Roland Horne, CEO and founder, WatchHouse coffee
All operators and landlords will likely stress the imperfection in the Business Rates regime by way of taxing the high street. These were incredibly out of kilter (in both directions not only just too expensive) and therefore the Government will need to relook at how this should be exacted going forward. Our fear borne out of the need to clear the Government debt is a slow ramping back up to the old levels will already leave a seriously wounded high street in a position of peril. The flip side is if the Government gets this right, it could foster the ability for new turnover rent only operators looking to innovate and create value in a similar way pop-ups did over the last 10 years.
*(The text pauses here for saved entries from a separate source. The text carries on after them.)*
//! An authoritative, single-writer state-tree runtime for multiplayer and
//! session services.
//!
//! Each logical **land** owns a typed state tree, a deterministic tick
//! clock, and a per-client sync stream. The runtime guarantees that:
//!
//! - all mutations to a land's state are serialized through tick processing
//!   ([`land::LandKeeper`]),
//! - each connected player receives a minimal patch stream reflecting only
//!   the fields they are allowed to observe ([`sync::engine::SyncEngine`]),
//! - the entire execution can be recorded and later re-evaluated to
//!   reproduce identical state hashes byte-for-byte
//!   ([`reevaluation::ReevaluationEngine`]).
//!
//! Transport implementations, HTTP helpers, CLI wrappers, and a
//! code-generating field-metadata DSL are external collaborators and out of
//! scope for this crate: it exposes the [`transport::Transport`] and
//! [`transport::ReevaluationSink`] interfaces they implement, never a
//! concrete transport itself.

pub mod config;
pub mod error;
pub mod hash;
pub mod ids;
pub mod land;
pub mod reevaluation;
pub mod registry;
pub mod resolver;
pub mod rng;
pub mod snapshot;
pub mod sync;
pub mod transport;

pub use ids::{ClientID, EventTarget, PlayerID, SessionID};
pub use land::{AdmissionHook, AllowAll, LandDefinition, LandKeeper, Mode};
pub use reevaluation::{ReevaluationEngine, ReevaluationRecorder, RunOptions, RunResult};
pub use registry::LandRegistry;
pub use resolver::{ContextResolver, ResolverContext, ResolverOutputs};
pub use snapshot::{SnapshotValue, StatePatch, StateSnapshot, SyncUpdate};
pub use sync::{FieldMeta, FieldValue, StateNode, SyncPolicy};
On the opportunities side, as an operator we are seeing a lot of great possibilities previously out of our commercial reach come to market. Landlords who are excited about their schemes and want good, clever and sustainable operators with a good offering are actively in the market. Other changes we would like to see is a safe and orderly transition from furlough into the summer of 2021 to allow operators to slowly reopen their businesses, a cliff-edge approach on the basis that the vaccine is out, the infection rates are down but crucially tourists/students and office workers still not being back will be problematic for operators and landlords alike. Therefore a graduated approach would be extremely welcomed.